Ashleys rezitierender Gesang aber hat von seinem Zauber nichts eingebüßt. Das Sujet seiner „himmlischen Exkursionen“ sind das Alter und der Tod. Die Szenen und Episoden ranken sich um Arztberichte und Krankenhausbesuche, um Erinnerungen und die Dialektik des Alltags.
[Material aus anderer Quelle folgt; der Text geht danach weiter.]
//! HTTP API.
//!
//! Shopper routes live under `/api/v1` and need a user token; catalog,
//! coupon, order administration and reports live under `/api/v1/admin` and
//! need an admin token.

use axum::routing::{delete, get, patch, post};
use axum::{Json, Router};
use serde_json::{json, Value};
use std::sync::Arc;
use tower_http::cors::CorsLayer;
use tower_http::trace::TraceLayer;

use crate::services::Services;

pub mod auth;
mod account;
mod cart;
mod catalog;
mod coupons;
pub mod error;
pub mod extract;
mod orders;
mod reports;

pub use auth::{Authenticator, CurrentAdmin, CurrentUser, PgSessionAuthenticator};
pub use error::{ApiError, ApiResult};

#[derive(Clone)]
pub struct AppState {
    pub services: Services,
    pub auth: Arc<dyn Authenticator>,
}

impl AppState {
    pub fn new(services: Services, auth: Arc<dyn Authenticator>) -> Self { Self { services, auth } }
}

async fn health() -> Json<Value> {
    Json(json!({ "status": "healthy", "service": "kars" }))
}

pub fn router(state: AppState) -> Router {
    let shopper = Router::new()
        .route("/products", get(catalog::list_products))
        .route("/products/:product_id", get(catalog::get_product))
        .route("/cart", get(cart::list_cart))
        .route("/cart/:product_id", post(cart::add_to_cart).delete(cart::remove_from_cart))
        .route("/orders", get(orders::list_orders).post(orders::place_order))
        .route("/orders/:order_id", get(orders::get_order))
        .route("/orders/:order_id/cancel", post(orders::cancel_order))
        .route("/orders/:order_id/return", post(orders::return_order))
        .route("/orders/:order_id/items/:product_id/cancel", post(orders::cancel_item))
        .route("/orders/:order_id/payment/confirm", post(orders::confirm_payment))
        .route("/orders/:order_id/payment/fail", post(orders::fail_payment))
        .route("/addresses", get(account::list_addresses).post(account::add_address))
        .route("/addresses/:address_id", patch(account::edit_address).delete(account::delete_address))
        .route("/wishlist", get(account::list_wishlist))
        .route("/wishlist/:product_id", post(account::add_to_wishlist).delete(account::remove_from_wishlist))
        .route("/wallet", get(account::get_wallet));

    let admin = Router::new()
        .route("/categories", get(catalog::list_categories).post(catalog::create_category))
        .route("/categories/:category_id", patch(catalog::edit_category))
        .route("/categories/:category_id/listing", post(catalog::toggle_category_listing))
        .route("/products", get(catalog::all_products).post(catalog::create_product))
        .route("/products/:product_id", patch(catalog::edit_product))
        .route("/products/:product_id/listing", post(catalog::toggle_product_listing))
        .route("/coupons", post(coupons::create_coupon))
        .route("/coupons/:coupon_id", patch(coupons::edit_coupon).delete(coupons::delete_coupon))
        .route("/orders", get(orders::admin_list_orders))
        .route("/orders/:order_id", get(orders::admin_get_order))
        .route("/orders/:order_id/cancel", post(orders::admin_cancel_order))
        .route("/orders/:order_id/ship", post(orders::ship_order))
        .route("/orders/:order_id/deliver", post(orders::deliver_order))
        .route("/orders/:order_id/coupon", delete(coupons::remove_from_order))
        .route("/reports/sales", get(reports::sales_report))
        .route("/reports/top-selling", get(reports::top_selling));

    Router::new()
        .route("/health", get(health))
        .nest("/api/v1", shopper.nest("/admin", admin))
        .layer(TraceLayer::new_for_http())
        .layer(CorsLayer::permissive())
        .with_state(state)
}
In den schwierigen, weil schönen Momenten schälen sich slicke Songs aus den Rezitativen heraus. Ein verhaltener Funkbass steigt an die Oberfläche der Musik. Das Klavier streut glitzernde Arpeggien über den Gesang. Ashley schwärmt: „How precious you are, I mean to me. How precious you are, no one can see.“ Der Harmoniegesang des Quartetts antwortet: „But I’ll keep it a secret.“ „Sincerely.“

Ashleys erzählt mit seinen Werken immer auch die Geschichte seiner Stimme. Und das Thema dieser Oper ist nicht zuletzt deswegen das Altern, weil diese Stimme ein wenig kehlig und brüchig geworden ist. Der Tonfall suggeriert Verletzlichkeit. Und der beiläufige Humor früherer Arbeiten ist der Melancholie und einer Alterssünde, der Heiterkeit, gewichen. Nur in den letzten Sequenzen kommt Wehmut auf, wenn die Formel „The river runs deep, when it comes to the sea“ pathetisch wiederholt und beschworen wird, als ließen sich Bedeutung und Gewicht einer Sache an ihrem Alter ablesen. Vereinzelte Buhrufe mischen sich unter den ehrfürchtig-begeisterten Applaus.